PhD Student,
Decolonising Forest Geographies: Explorations of Colonial and Post-colonial North-East India
The North-Eastern region of India, a home to about 145 tribal communities, often referred to as indigenous tribes had a distinct colonial and postcolonial experience in terms of its forest administration. Forests in the region have both economic and cultural attachments but these forest-dependent tribal communities in the region have been subjects of colonial and post-colonial monopoly of forests and itsresources. The current doctoral study focuses on the colonial forest policies and contemporary forest legislations namely, timber ban of 1996 and Forest Rights Act 2006 in the North-East states of India. This study looks at forest policies from decolonial perspective.
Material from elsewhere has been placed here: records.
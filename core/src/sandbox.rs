use crate::config::AppConfig;
use crate::errors::ClientError;
use serde::Serialize;
use sha2::{Digest, Sha256};
use soroban_sdk::{testutils::Address as _, token, Address, Bytes, BytesN, Env};
use std::collections::BTreeMap;
use std::fs;
use std::path::Path;

/// Template hash used when wallets are hosted natively instead of from Wasm.
const NATIVE_WALLET_LABEL: &[u8] = b"jetton-wallet/native";

/// Where holder wallets come from.
#[derive(Debug, Clone, PartialEq, Eq)]
pub enum WalletTemplate {
    /// Wallets run as native contracts installed at their derived address.
    Native { code: [u8; 32] },
    /// Wallets are deployed by the minter from uploaded Wasm.
    Wasm { code: [u8; 32] },
}

impl WalletTemplate {
    pub fn code(&self) -> [u8; 32] {
        match self {
            Self::Native { code } | Self::Wasm { code } => *code,
        }
    }

    pub fn is_native(&self) -> bool {
        matches!(self, Self::Native { .. })
    }
}

/// CPU and memory consumed by one host invocation.
#[derive(Debug, Clone, Copy, Default, Serialize, PartialEq)]
pub struct ResourceUsage {
    pub cpu_instructions: u64,
    pub memory_bytes: u64,
}

/// A local ledger hosting one payment asset, named treasury accounts and a
/// wallet template.
pub struct Sandbox {
    env: Env,
    payment_asset: Address,
    treasuries: BTreeMap<String, Address>,
    treasury_funds: i128,
    template: WalletTemplate,
}

impl Sandbox {
    pub fn new(treasury_funds: i128) -> Self {
        let env = Env::default();
        env.mock_all_auths();
        env.cost_estimate().budget().reset_unlimited();

        let issuer = Address::generate(&env);
        let payment_asset = env.register_stellar_asset_contract_v2(issuer).address();

        let code: [u8; 32] = Sha256::digest(NATIVE_WALLET_LABEL).into();
        tracing::debug!("native wallet template hash = {}", hex::encode(code));

        Self {
            env,
            payment_asset,
            treasuries: BTreeMap::new(),
            treasury_funds,
            template: WalletTemplate::Native { code },
        }
    }

    /// Sandbox whose wallets are deployed from the compiled wallet contract at `path`.
    pub fn with_wallet_wasm(treasury_funds: i128, path: impl AsRef<Path>) -> Result<Self, ClientError> {
        let path = path.as_ref();
        tracing::info!("Loading wallet template from: {:?}", path);
        let wasm = fs::read(path)?;

        if wasm.len() < 4 || &wasm[0..4] != b"\0asm" {
            return Err(ClientError::InvalidConfig(format!(
                "{} is not a Wasm module",
                path.display()
            )));
        }

        let mut sandbox = Self::new(treasury_funds);
        let computed: [u8; 32] = Sha256::digest(&wasm).into();
        let reported = sandbox
            .env
            .deployer()
            .upload_contract_wasm(Bytes::from_slice(&sandbox.env, &wasm))
            .to_array();

        if computed != reported {
            return Err(ClientError::TemplateMismatch {
                computed: hex::encode(computed),
                reported: hex::encode(reported),
            });
        }

        tracing::info!("jetton wallet code hash = {}", hex::encode(computed));
        sandbox.template = WalletTemplate::Wasm { code: computed };
        Ok(sandbox)
    }

    pub fn from_config(config: &AppConfig) -> Result<Self, ClientError> {
        match &config.wallet_wasm {
            Some(path) => Self::with_wallet_wasm(config.treasury_funds(), path),
            None => Ok(Self::new(config.treasury_funds())),
        }
    }

    pub fn env(&self) -> &Env {
        &self.env
    }

    pub fn payment_asset(&self) -> &Address {
        &self.payment_asset
    }

    pub fn template(&self) -> &WalletTemplate {
        &self.template
    }

    pub fn wallet_code(&self) -> BytesN<32> {
        BytesN::from_array(&self.env, &self.template.code())
    }

    /// Account registered under `name`, created and funded on first use.
    pub fn treasury(&mut self, name: &str) -> Address {
        if let Some(address) = self.treasuries.get(name) {
            return address.clone();
        }

        let address = Address::generate(&self.env);
        self.fund(&address, self.treasury_funds);
        tracing::debug!("treasury {} created with {} stroops", name, self.treasury_funds);
        self.treasuries.insert(name.to_string(), address.clone());
        address
    }

    pub fn fund(&self, address: &Address, amount: i128) {
        if amount > 0 {
            token::StellarAssetClient::new(&self.env, &self.payment_asset).mint(address, &amount);
        }
    }

    pub fn payment_balance(&self, address: &Address) -> i128 {
        token::Client::new(&self.env, &self.payment_asset).balance(address)
    }

    /// Run `f` and report what it cost the host.
    pub fn measure<T>(&self, f: impl FnOnce() -> T) -> (T, ResourceUsage) {
        let mut budget = self.env.cost_estimate().budget();
        budget.reset_unlimited();
        let start_cpu = budget.cpu_instruction_cost();
        let start_mem = budget.memory_bytes_cost();

        let value = f();

        let budget = self.env.cost_estimate().budget();
        let usage = ResourceUsage {
            cpu_instructions: budget.cpu_instruction_cost().saturating_sub(start_cpu),
            memory_bytes: budget.memory_bytes_cost().saturating_sub(start_mem),
        };
        (value, usage)
    }
}

#[cfg(test)]
pub(crate) mod tests {
    use super::*;
    use std::path::PathBuf;

    /// The wallet contract built for Soroban (`stellar contract build` or
    /// `cargo build --target wasm32v1-none --release`), or the file named by
    /// `JETTON_WALLET_WASM`.
    pub(crate) fn built_wallet_wasm() -> Option<PathBuf> {
        if let Ok(path) = std::env::var("JETTON_WALLET_WASM") {
            return Some(PathBuf::from(path));
        }

        let target = Path::new(env!("CARGO_MANIFEST_DIR")).join("../target");
        let found = ["wasm32v1-none", "wasm32-unknown-unknown"]
            .iter()
            .map(|triple| target.join(triple).join("release/jetton_wallet.wasm"))
            .find(|path| path.exists());
        if found.is_none() {
            eprintln!("jetton_wallet.wasm not built under {:?}, skipping", target);
        }
        found
    }

    #[test]
    fn test_treasury_is_created_once_and_funded() {
        let mut sandbox = Sandbox::new(5_000);

        let deployer = sandbox.treasury("deployer");
        assert_eq!(sandbox.treasury("deployer"), deployer);
        assert_ne!(sandbox.treasury("user"), deployer);
        assert_eq!(sandbox.payment_balance(&deployer), 5_000);
    }

    #[test]
    fn test_native_template_hash() {
        let sandbox = Sandbox::new(0);
        let expected: [u8; 32] = Sha256::digest(b"jetton-wallet/native").into();

        assert!(sandbox.template().is_native());
        assert_eq!(sandbox.wallet_code().to_array(), expected);
    }

    #[test]
    fn test_wallet_wasm_must_be_wasm() {
        let path = std::env::temp_dir().join("jetton-client-not-wasm.bin");
        fs::write(&path, b"definitely not wasm").unwrap();

        let result = Sandbox::with_wallet_wasm(0, &path);
        assert!(matches!(result, Err(ClientError::InvalidConfig(_))));

        fs::remove_file(&path).ok();
    }

    #[test]
    fn test_wallet_wasm_template_is_file_hash() {
        let Some(path) = built_wallet_wasm() else {
            return;
        };
        let expected: [u8; 32] = Sha256::digest(fs::read(&path).unwrap()).into();

        let sandbox = Sandbox::with_wallet_wasm(0, &path).unwrap();
        assert_eq!(sandbox.template(), &WalletTemplate::Wasm { code: expected });
        assert_eq!(sandbox.wallet_code().to_array(), expected);
    }

    #[test]
    fn test_missing_wallet_wasm_is_io_error() {
        let result = Sandbox::with_wallet_wasm(0, "/nonexistent/jetton_wallet.wasm");
        assert!(matches!(result, Err(ClientError::Io(_))));
    }

    #[test]
    fn test_measure_reports_usage() {
        let mut sandbox = Sandbox::new(100);
        let user = sandbox.treasury("user");

        let (balance, usage) = sandbox.measure(|| sandbox.payment_balance(&user));
        assert_eq!(balance, 100);
        assert!(usage.cpu_instructions > 0);
    }
}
Decolonial refers to the act of the researcher in decolonising the forest policies and the acts of the forest communities in negotiating with these forest policies. By adopting decolonial lens, this study aims to show that the tribal communities have been decolonising forest policies according to their own terms on the lines of forest practices and resistance. This contributes to decolonial geography of tribal communities in the postcolonial non-settler North-East India.
Combining archival work and historical research, this research aims to unpack coloniality of forests and its contestations in the North-East region by providing plurality of voices rather than depending only on archival materials, which are only a product of one-sided collection of records.